## EXERCISE REQUIREMENTS:
Gather all lines in the records below that include the word "display".

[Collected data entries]
--
//! External contract compiler
//!
//! The compiler is a separate executable driven through three subcommands:
//! `compile <source>` prints the bytecode as hex, `mk_signature <source>`
//! prints the extern declaration other contracts import, and
//! `mk_full_signature <source>` prints the signature document as JSON.

use std::path::Path;
use std::process::Command;

use tessera_sdk::contract::SignatureEntry;
use tracing::debug;

use crate::CliError;

/// Compiler output for one source file
#[derive(Debug, Clone, PartialEq, Eq)]
pub struct CompiledContract {
    /// Deployable bytecode
    pub bytecode: Vec<u8>,
    /// Extern declaration, naming the contract `main`
    pub signature: String,
    /// Full signature document
    pub full_signature: Vec<SignatureEntry>,
}

/// Compiler invoked as a child process
#[derive(Debug, Clone)]
pub struct ExternalCompiler {
    program: String,
}

impl ExternalCompiler {
    /// Compiler at `program`, looked up on `PATH` when not a path
    pub fn new(program: impl Into<String>) -> Self {
        Self {
            program: program.into(),
        }
    }

    /// Bytecode and signature document for `source`
    pub fn build(&self, source: &Path) -> Result<CompiledContract, CliError> {
        let code = self.run("compile", source)?;
        let digits = code.trim();
        let digits = digits.strip_prefix("0x").unwrap_or(digits);
        let bytecode = hex::decode(digits)
            .map_err(|e| CliError::Compiler(format!("bytecode is not hex: {}", e)))?;
        if bytecode.is_empty() {
            return Err(CliError::Compiler(format!("{} produced no bytecode", source.display())));
        }

        let signature = self.run("mk_signature", source)?.trim().to_string();
        let document = self.run("mk_full_signature", source)?;
        let full_signature = serde_json::from_str(document.trim())
            .map_err(|e| CliError::Compiler(format!("bad signature document: {}", e)))?;

        Ok(CompiledContract {
            bytecode,
            signature,
            full_signature,
        })
    }

    fn run(&self, subcommand: &str, source: &Path) -> Result<String, CliError> {
        debug!(program = %self.program, subcommand, source = %source.display(), "Running compiler");
        let output = Command::new(&self.program)
            .arg(subcommand)
            .arg(source)
            .output()
            .map_err(|e| CliError::Compiler(format!("cannot run '{}': {}", self.program, e)))?;

        if !output.status.success() {
            let stderr = String::from_utf8_lossy(&output.stderr);
            return Err(CliError::Compiler(format!(
                "{} {} failed ({}): {}",
                self.program,
                subcommand,
                output.status,
                stderr.trim()
            )));
        }
        String::from_utf8(output.stdout)
            .map_err(|e| CliError::Compiler(format!("output is not UTF-8: {}", e)))
    }
}
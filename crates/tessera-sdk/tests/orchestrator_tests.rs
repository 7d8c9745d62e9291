//! Orchestrator integration tests
//!
//! Drives the confirmation loop against the mock node with a paused clock, so
//! block-time waits complete instantly but still advance `Instant::now()`.

use std::time::Duration;

use serde_json::{json, Value};
use tessera_sdk::abi::{selector_of, Token};
use tessera_sdk::types::format_address;
use tessera_sdk::{
    Address, CallOrchestrator, Contract, MockTransport, OrchestratorConfig, RpcClient, SdkError,
    U256,
};
use tokio::time::Instant;

const TX_HASH: &str = "0x88df016429689c079f3b2f6ad39fa052532c56795b733da78a91ebe6a713944b";

const DOCUMENT: &str = r#"[
    {"name": "set(uint256)", "type": "function"},
    {"name": "set(int256)", "type": "function"},
    {"name": "get()", "type": "function", "outputs": [{"name": "", "type": "uint256"}]},
    {"name": "label(string)", "type": "function"}
]"#;

fn setup(config: OrchestratorConfig) -> (CallOrchestrator, MockTransport) {
    let mock = MockTransport::new();
    let orchestrator = CallOrchestrator::new(RpcClient::new(mock.clone()), config);
    (orchestrator, mock)
}

fn fast_config() -> OrchestratorConfig {
    OrchestratorConfig {
        block_time: Duration::from_secs(1),
        max_tries: 3,
        max_resubmissions: Some(2),
        ..Default::default()
    }
}

fn receipt(contract: Option<Address>) -> Value {
    json!({
        "transactionHash": TX_HASH,
        "blockNumber": "0x10",
        "contractAddress": contract.map(|a| format_address(&a)),
        "status": "0x1"
    })
}

fn contract() -> Contract {
    Contract::from_signature_document(Some(Address::repeat_byte(0xcc)), DOCUMENT).unwrap()
}

/// Paused-clock waits land on millisecond ticks
fn assert_elapsed(start: Instant, secs: u64) {
    let elapsed = start.elapsed();
    let expected = Duration::from_secs(secs);
    assert!(
        elapsed >= expected && elapsed < expected + Duration::from_millis(10),
        "elapsed {:?}, expected {:?}",
        elapsed,
        expected
    );
}

/// Init code wrapping the runtime code `60aa60bb`
const BYTECODE: [u8; 9] = [0x60, 0x60, 0x60, 0x40, 0x52, 0x60, 0xaa, 0x60, 0xbb];

// ==================== Deployment ====================

#[tokio::test(start_paused = true)]
async fn test_deploy_confirmed_after_one_block() {
    let (mut orchestrator, mock) = setup(OrchestratorConfig::default());
    let installed = Address::repeat_byte(0x42);
    mock.set_response("eth_getTransactionReceipt", receipt(Some(installed)));
    mock.set_response("eth_getCode", json!("0x60aa60bb"));

    let start = Instant::now();
    let deployment = orchestrator.deploy(&BYTECODE).await.unwrap();

    assert_eq!(deployment.address, installed);
    assert_eq!(format!("{:?}", deployment.tx_hash), TX_HASH);
    assert_elapsed(start, 12);

    let sent = mock.requests_for("eth_sendTransaction");
    assert_eq!(sent.len(), 1);
    let tx = &sent[0].params[0];
    assert!(tx.get("to").is_none());
    assert_eq!(tx["gas"], "0x2fefd8");
    assert_eq!(tx["from"], "0x407d73d8a49eeb85d32cf465507dd71d507100c1");
    assert_eq!(tx["data"], format!("0x{}", hex::encode(BYTECODE)));
}

#[tokio::test(start_paused = true)]
async fn test_deploy_never_observed_resubmits_identical_payload() {
    let (mut orchestrator, mock) = setup(fast_config());

    let start = Instant::now();
    let err = orchestrator.deploy(&BYTECODE).await.unwrap_err();

    match err {
        SdkError::ConfirmationExhausted { target, resubmissions } => {
            assert_eq!(target, TX_HASH);
            assert_eq!(resubmissions, 2);
        }
        other => panic!("unexpected {:?}", other),
    }

    // One initial send plus one resend per exhaustion, all identical
    let sends = mock.requests_for("eth_sendTransaction");
    assert_eq!(sends.len(), 3);
    assert!(sends.iter().all(|s| s.params == sends[0].params));
    assert_eq!(mock.requests_for("eth_getTransactionReceipt").len(), 9);
    assert_elapsed(start, 9);
}

#[tokio::test(start_paused = true)]
async fn test_deploy_mismatched_code_is_not_confirmed() {
    let config = OrchestratorConfig {
        max_resubmissions: Some(0),
        ..fast_config()
    };
    let (mut orchestrator, mock) = setup(config);
    mock.set_response("eth_getTransactionReceipt", receipt(Some(Address::repeat_byte(1))));
    mock.set_response("eth_getCode", json!("0xdeadbeef"));

    let err = orchestrator.deploy(&BYTECODE).await.unwrap_err();
    assert!(matches!(err, SdkError::ConfirmationExhausted { resubmissions: 0, .. }));
    assert_eq!(mock.requests_for("eth_sendTransaction").len(), 1);
    assert_eq!(mock.requests_for("eth_getCode").len(), 3);
}

#[tokio::test(start_paused = true)]
async fn test_receipt_without_contract_address_keeps_waiting() {
    let (mut orchestrator, mock) = setup(fast_config());
    mock.push_response("eth_getTransactionReceipt", receipt(None));
    mock.set_response("eth_getTransactionReceipt", receipt(Some(Address::repeat_byte(2))));
    mock.set_response("eth_getCode", json!("0x60bb"));

    let deployment = orchestrator.deploy(&BYTECODE).await.unwrap();
    assert_eq!(deployment.address, Address::repeat_byte(2));
    assert_eq!(mock.requests_for("eth_getTransactionReceipt").len(), 2);
}

// ==================== Transactions ====================

#[tokio::test(start_paused = true)]
async fn test_transact_waits_for_receipt() {
    let (mut orchestrator, mock) = setup(fast_config());
    mock.push_response("eth_getTransactionReceipt", Value::Null);
    mock.push_response("eth_getTransactionReceipt", Value::Null);
    mock.set_response("eth_getTransactionReceipt", receipt(None));

    let start = Instant::now();
    let result = orchestrator
        .transact(&contract(), "label", &[Token::string("hi")])
        .await
        .unwrap();

    assert_eq!(result.status, Some(U256::one()));
    assert_elapsed(start, 3);
    assert_eq!(mock.requests_for("eth_sendTransaction").len(), 1);

    let tx = &mock.requests_for("eth_sendTransaction")[0].params[0];
    assert_eq!(tx["to"], format_address(&Address::repeat_byte(0xcc)));
    let data = tx["data"].as_str().unwrap();
    assert_eq!(data.len(), 2 + 8 + 3 * 64);
}

#[tokio::test(start_paused = true)]
async fn test_unbounded_resubmission_until_confirmed() {
    let config = OrchestratorConfig {
        max_tries: 2,
        max_resubmissions: None,
        ..fast_config()
    };
    let (mut orchestrator, mock) = setup(config);
    for _ in 0..4 {
        mock.push_response("eth_getTransactionReceipt", Value::Null);
    }
    mock.set_response("eth_getTransactionReceipt", receipt(None));

    orchestrator
        .transact(&contract(), "set", &[Token::int(-5)])
        .await
        .unwrap();
    assert_eq!(mock.requests_for("eth_sendTransaction").len(), 3);
}

#[tokio::test(start_paused = true)]
async fn test_busy_node_is_retried_after_block_time() {
    let (mut orchestrator, mock) = setup(fast_config());
    mock.push_error("eth_sendTransaction", -32002, "resource unavailable");
    mock.push_error("eth_sendTransaction", -32002, "resource unavailable");
    mock.set_response("eth_getTransactionReceipt", receipt(None));

    let start = Instant::now();
    orchestrator
        .transact(&contract(), "set", &[Token::int(-1)])
        .await
        .unwrap();

    let sends = mock.requests_for("eth_sendTransaction");
    assert_eq!(sends.len(), 3);
    assert!(sends.iter().all(|s| s.params == sends[0].params));
    // Two busy waits and one confirmation wait
    assert_elapsed(start, 3);
}

#[tokio::test(start_paused = true)]
async fn test_busy_retries_are_bounded() {
    let config = OrchestratorConfig {
        max_busy_retries: 2,
        ..fast_config()
    };
    let (mut orchestrator, mock) = setup(config);
    mock.set_error("eth_sendTransaction", -32002, "resource unavailable");

    let err = orchestrator
        .transact(&contract(), "set", &[Token::int(-1)])
        .await
        .unwrap_err();
    assert_eq!(err.rpc_code(), Some(-32002));
    assert_eq!(mock.requests_for("eth_sendTransaction").len(), 3);
}

#[tokio::test(start_paused = true)]
async fn test_other_submission_errors_are_fatal() {
    let (mut orchestrator, mock) = setup(fast_config());
    mock.push_error("eth_sendTransaction", -32000, "insufficient funds");

    let start = Instant::now();
    let err = orchestrator.deploy(&BYTECODE).await.unwrap_err();
    assert!(matches!(err, SdkError::Rpc { code: -32000, .. }));
    assert_elapsed(start, 0);
    assert!(mock.requests_for("eth_getTransactionReceipt").is_empty());
}

#[tokio::test(start_paused = true)]
async fn test_custom_busy_code() {
    let config = OrchestratorConfig {
        busy_codes: vec![-32005],
        ..fast_config()
    };
    let (mut orchestrator, mock) = setup(config);
    mock.push_error("eth_sendTransaction", -32005, "limit exceeded");
    mock.set_response("eth_getTransactionReceipt", receipt(None));

    orchestrator
        .transact(&contract(), "set", &[Token::int(-1)])
        .await
        .unwrap();
    assert_eq!(mock.requests_for("eth_sendTransaction").len(), 2);
}

// ==================== Overloads and Calls ====================

#[tokio::test]
async fn test_ambiguous_overload_sends_nothing() {
    let (mut orchestrator, mock) = setup(fast_config());

    let err = orchestrator
        .transact(&contract(), "set", &[Token::uint(1)])
        .await
        .unwrap_err();
    assert!(matches!(err, SdkError::AmbiguousOverload { .. }));
    assert!(mock.requests().is_empty());
}

#[tokio::test]
async fn test_resolve_reports_arity() {
    let (orchestrator, _) = setup(fast_config());
    let contract = contract();
    let err = orchestrator
        .resolve(&contract, "label", &[Token::string("a"), Token::string("b")])
        .unwrap_err();
    assert!(matches!(err, SdkError::ArityMismatch { expected: 1, got: 2 }));
    assert!(matches!(
        orchestrator.resolve(&contract, "lab", &[]),
        Err(SdkError::UnknownFunction(_))
    ));
}

#[tokio::test]
async fn test_call_decodes_outputs() {
    let (mut orchestrator, mock) = setup(fast_config());
    mock.set_response("eth_call", json!(format!("0x{:064x}", 7)));

    let output = orchestrator.call(&contract(), "get", &[]).await.unwrap();
    assert_eq!(output, vec![Token::uint(7)]);

    let sent = mock.requests_for("eth_call");
    let selector = hex::encode(selector_of("get()"));
    assert_eq!(sent[0].params[0]["data"], format!("0x{}", selector));
    assert!(mock.requests_for("eth_sendTransaction").is_empty());
}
--
## RESPONSE:
            return Err(CliError::Compiler(format!("{} produced no bytecode", source.display())));
        debug!(program = %self.program, subcommand, source = %source.display(), "Running compiler");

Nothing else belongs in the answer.